Tuesday, June 10, 2014

Don't push the horse too fast

Palaan tähän aiheeseen usein ja tulen varmaan palaamaan tähän aiheeseen blogissani vielä lukuisia kertoja.

Klaus Balkenholin sanoin:
  • Anna hevoselle aikaa kehittyä, ei vain lihaksistoltaan vaan myös luuston osalta. 
  • Ei ole nopeata oikotietä onneen
  • Anna hevosen olla hevonen ja harrasta vaihtelevia asioita hevosesi kanssa
  • Anna hevoselle myös aikaa levätä
  • Älä ratsasta huonolla tuulella. Hevonen on ratsastajan peilikuva
Why trainers PUSH horses TOO FAST

Klaus Balkenhol explains, "Although breeders have created a better horse, the market has created a demand for a stronger, healthier, more powerful horse. It's easier to sell a horse that looks like a carefully developed eight-year-old, and not like a three- or four-year-old just beginning his career. If you force it, you can get a three-year-old to physically look like a developed eight-year-old. Too many colts remain stallions which, if approved, promise breeders higher prices as three-year-olds. Now 250 to 300 young stallions are presented each year, when only 40 or 50 will be approved.

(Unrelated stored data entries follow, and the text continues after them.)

//! Per-connection session settings.

use std::time::Duration;

use crate::push::{DEFAULT_QUEUE_CAPACITY, MAX_QUEUE_CAPACITY, PushPolicy};

/// The only protocol version this server speaks.
pub const PROTOCOL_VERSION: &str = "1";

/// Timing and sizing knobs applied to every connection.
///
/// # Default Values
/// - `ping_period`: 54 seconds
/// - `pong_wait`: 60 seconds
/// - `write_wait`: 10 seconds
/// - `outbound_capacity`: 256 frames
/// - `max_message_size`: 512 bytes
/// - `push_policy`: [`PushPolicy::BlockIfFull`]
#[derive(Clone, Copy, Debug, PartialEq, Eq)]
pub struct SessionConfig {
    /// Interval between server pings while the connection is idle.
    pub ping_period: Duration,
    /// How long to wait for the client's `pong` before giving up.
    pub pong_wait: Duration,
    /// Deadline for writing one frame to the transport.
    pub write_wait: Duration,
    /// Capacity of the outbound queue, in frames.
    pub outbound_capacity: usize,
    /// Largest inbound frame accepted, in bytes.
    pub max_message_size: usize,
    /// What producers do when the outbound queue is full.
    pub push_policy: PushPolicy,
}

impl Default for SessionConfig {
    fn default() -> Self {
        Self {
            ping_period: Duration::from_secs(54),
            pong_wait: Duration::from_secs(60),
            write_wait: Duration::from_secs(10),
            outbound_capacity: DEFAULT_QUEUE_CAPACITY,
            max_message_size: 512,
            push_policy: PushPolicy::default(),
        }
    }
}

impl SessionConfig {
    /// Clamp values to usable bounds.
    ///
    /// Durations are at least one millisecond, the capacity lies within
    /// `1..=MAX_QUEUE_CAPACITY`, and the ping period is pulled below the pong
    /// wait so a healthy client always has a chance to answer.
    ///
    /// ```
    /// use std::time::Duration;
    ///
    /// use ddpframe::config::SessionConfig;
    ///
    /// let cfg = SessionConfig {
    ///     ping_period: Duration::from_secs(90),
    ///     pong_wait: Duration::from_secs(60),
    ///     outbound_capacity: 0,
    ///     ..SessionConfig::default()
    /// }
    /// .normalized();
    ///
    /// assert_eq!(cfg.ping_period, Duration::from_secs(54));
    /// assert_eq!(cfg.outbound_capacity, 1);
    /// ```
    #[must_use]
    pub fn normalized(mut self) -> Self {
        let floor = Duration::from_millis(1);
        self.pong_wait = self.pong_wait.max(floor);
        self.write_wait = self.write_wait.max(floor);
        self.ping_period = self.ping_period.max(floor);
        if self.ping_period >= self.pong_wait {
            self.ping_period = (self.pong_wait * 9 / 10).max(floor);
        }
        self.outbound_capacity = self.outbound_capacity.clamp(1, MAX_QUEUE_CAPACITY);
        self.max_message_size = self.max_message_size.max(1);
        self
    }
}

Few breeders have the sense to geld the yearling stallions and leave them on the pasture to mature naturally. Instead, yearling stallions are brought into a stall, fed too much grain, and at three, look like six- or seven-year-olds. They have muscle mass, but not enough bone structure to support it. They look mature from the outside but aren't . . . and when started to work, degeneration sets in. Competitions also create pressure to push horses too fast as competitions are now scheduled throughout the year without any breaks."

Common Mistakes In Pushing Too Fast 

Tightening the noseband: "A horse resists by sticking out his tongue. Tightening the noseband too much puts pressure on the nose and on the poll. If it is necessary to tighten the noseband very tightly, then something has gone very wrong in the basic training of the horse. The horse cannot be relaxed, the first step on the training scale," warns Klaus.

Specializing too early: "Drilling every day in the indoor arena is too intense for the young horse. It's very important, especially in the first two years of training, not to specialize the young horse. Training should include a variety of activities, including trail riding, which is good for the mind as well as building strength with hill work. It should include jumping, either free or low jumps under saddle, including small natural obstacles on the trail, and cavaletti. A variety of work will allow the horse to stay mentally fresh and to enjoy his work. Only when the horse is happy can dressage become art."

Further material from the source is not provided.